Director: Colin Trevorrow
Running Time: 146 Minutes
Certification: 12a
Starring: Chris Pratt, Bryce Dallas Howard, Laura Dern, Jeff Goldblum, Sam Neill, DeWanda Wise, Mamoudou Athie, Isabella Sermon, Campbell Scott, BD Wong, Omar Sy, Justice Smith, Daniella Pineda
At the end of 2018's Jurassic World: Fallen Kingdom, the franchise was left in an interesting place as dinosaurs were freed upon the world and forced to co-exist with humanity. With such a vast change in the natural order, what would be the outcome of these two beings having to live in the same world? According to this film, the answer seems to be "Who cares?"

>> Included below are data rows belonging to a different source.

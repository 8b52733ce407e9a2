//! Moving entities: the player, the pursuers, and the movement rules they share.

pub mod ghost;
pub mod movement;
pub mod player;
pub mod targeting;
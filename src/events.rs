use glam::IVec2;

use crate::map::direction::Direction;
use crate::map::grid::FruitKind;

/// Input accepted by the simulation between ticks.
#[derive(Clone, Copy, Debug, PartialEq, Eq)]
pub enum GameCommand {
    /// Turn the player. Takes effect on the next tick.
    Steer(Direction),
    /// Frighten every pursuer as if a power pellet had been eaten, without awarding points.
    TriggerPanic,
    /// Let a caged pursuer out early.
    ReleasePursuer(usize),
    Pause,
    Resume,
    TogglePause,
}

/// Something notable that happened during a tick.
#[derive(Clone, Copy, Debug, PartialEq, Eq)]
pub enum GameEvent {
    /// The start countdown finished and play began.
    RoundStarted,
    PelletEaten(IVec2),
    PowerPelletEaten(IVec2),
    PanicStarted,
    PursuerReleased(usize),
    PursuerCaptured { id: usize, award: u32 },
    /// A captured pursuer reached the pen and is chasing again.
    PursuerRecovered(usize),
    PlayerCaught { by: usize },
    FruitSpawned(FruitKind),
    FruitEaten { fruit: FruitKind, award: u32 },
    FruitExpired(FruitKind),
    ExtraLife,
    LevelComplete { level: u32 },
    GameOver,
}
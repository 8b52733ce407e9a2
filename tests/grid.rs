use glam::{IVec2, Vec2};
use pretty_assertions::assert_eq;
use pursuit::constants::{BOARD_CELL_SIZE, CELL_SIZE, RAW_BOARD};
use pursuit::error::{GameError, MapError, ParseError};
use pursuit::map::grid::{CellKind, Grid, Pickup};
use speculoos::prelude::*;

mod common;

#[test]
fn test_default_board_dimensions() {
    let grid = common::default_grid();
    assert_eq!(grid.width(), BOARD_CELL_SIZE.x);
    assert_eq!(grid.height(), BOARD_CELL_SIZE.y);
    assert_that(&grid.pellets_remaining()).is_greater_than(170);
}

#[test]
fn test_cell_position_round_trip() {
    let grid = common::default_grid();
    for y in 0..grid.height() {
        for x in 0..grid.width() {
            let cell = IVec2::new(x, y);
            assert_eq!(grid.to_cell(grid.to_position(cell)), cell);
        }
    }
}

#[test]
fn test_to_cell_floors_towards_negative() {
    let grid = common::default_grid();
    let origin_center = grid.to_position(IVec2::ZERO);

    // Half a cell left of the first column's center is the edge; anything past it is column -1
    assert_eq!(grid.to_cell(origin_center - Vec2::new(CELL_SIZE / 2.0 + 0.5, 0.0)), IVec2::new(-1, 0));
    assert_that(&grid.contains(IVec2::new(-1, 0))).is_false();
}

#[test]
fn test_neighbors_symmetric_for_open_cells() {
    let grid = common::default_grid();
    let interior = |cell: IVec2| cell.x > 0 && cell.x < grid.width() - 1;

    for (cell, kind) in grid.cells() {
        if kind.is_wall() || !interior(cell) {
            continue;
        }

        for neighbor in grid.neighbors(cell, false).unwrap() {
            if !interior(neighbor) {
                continue;
            }
            let back = grid.neighbors(neighbor, false).unwrap();
            assert!(back.contains(&cell), "{neighbor} does not lead back to {cell}");
        }
    }
}

#[test]
fn test_neighbor_order_is_down_right_up_left() {
    let grid = common::open_grid();
    let neighbors = grid.neighbors(IVec2::new(5, 5), false).unwrap();
    assert_eq!(
        neighbors.as_slice(),
        &[IVec2::new(5, 6), IVec2::new(6, 5), IVec2::new(5, 4), IVec2::new(4, 5)]
    );
}

#[test]
fn test_tunnel_seams_wrap_both_ways() {
    let grid = common::default_grid();
    let row = 13;

    let from_left = grid.neighbors(IVec2::new(0, row), false).unwrap();
    assert_eq!(from_left.as_slice(), &[IVec2::new(grid.width() - 1, row)]);

    let from_right = grid.neighbors(IVec2::new(grid.width() - 1, row), false).unwrap();
    assert_eq!(from_right.as_slice(), &[IVec2::new(0, row)]);
}

#[test]
fn test_pen_entrance_only_for_reentry() {
    let grid = common::default_grid();
    let exit = grid.pen_exit();

    assert_that(&grid.neighbors(exit, false).unwrap().contains(&grid.pen_entrance())).is_false();
    assert_that(&grid.neighbors(exit, true).unwrap().contains(&grid.pen_entrance())).is_true();
}

#[test]
fn test_neighbors_out_of_bounds() {
    let grid = common::default_grid();
    let result = grid.neighbors(IVec2::new(3, -1), false);
    assert_eq!(result.unwrap_err(), MapError::OutOfBounds(IVec2::new(3, -1)));
}

#[test]
fn test_consume_updates_counts() {
    let mut grid = common::default_grid();
    let remaining = grid.pellets_remaining();

    assert_eq!(grid.consume(IVec2::new(1, 1)).unwrap(), Some(Pickup::Pellet));
    assert_eq!(grid.consume(IVec2::new(1, 1)).unwrap(), None);
    assert_eq!(grid.pellets_eaten(), 1);
    assert_eq!(grid.pellets_remaining(), remaining - 1);

    // Power pellets do not count towards the pellet total
    assert_eq!(grid.consume(IVec2::new(1, 2)).unwrap(), Some(Pickup::PowerPellet));
    assert_eq!(grid.pellets_eaten(), 1);
    assert_eq!(grid.classify(IVec2::new(1, 2)).unwrap(), CellKind::PowerPellet { eaten: true });
}

#[test]
fn test_grid_rejects_bad_board() {
    let mut board = RAW_BOARD;
    board[11] = "___#.# ####### #.#___";

    let result = Grid::new(&board);
    assert!(matches!(
        result,
        Err(GameError::MapParse(ParseError::InvalidHouseDoorCount(0)))
    ));
}

#[test]
fn test_grid_rejects_blocked_pen_exit() {
    let mut board = RAW_BOARD;
    board[10] = "___#.#    #    #.#___";

    let result = Grid::new(&board);
    assert!(matches!(result, Err(GameError::MapParse(ParseError::InvalidPen(_)))));
}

The main story focuses on returning characters Owen Grady (Chris Pratt) and Claire Dearing (Bryce Dallas Howard) acting as surrogate parents to fugitive clone-girl Maisie Lockwood (Isabella Sermon). When Maisie is kidnapped, Owen and Claire follow intent on rescuing her. Meanwhile, legacy characters Dr. Alan Grant (Sam Neill), Dr. Ellie Sattler (Laura Dern), and Dr. Ian Malcolm (Jeff Goldblum) infiltrate the sinister Biosyn Genetics to conduct industrial espionage related to a plague of locusts.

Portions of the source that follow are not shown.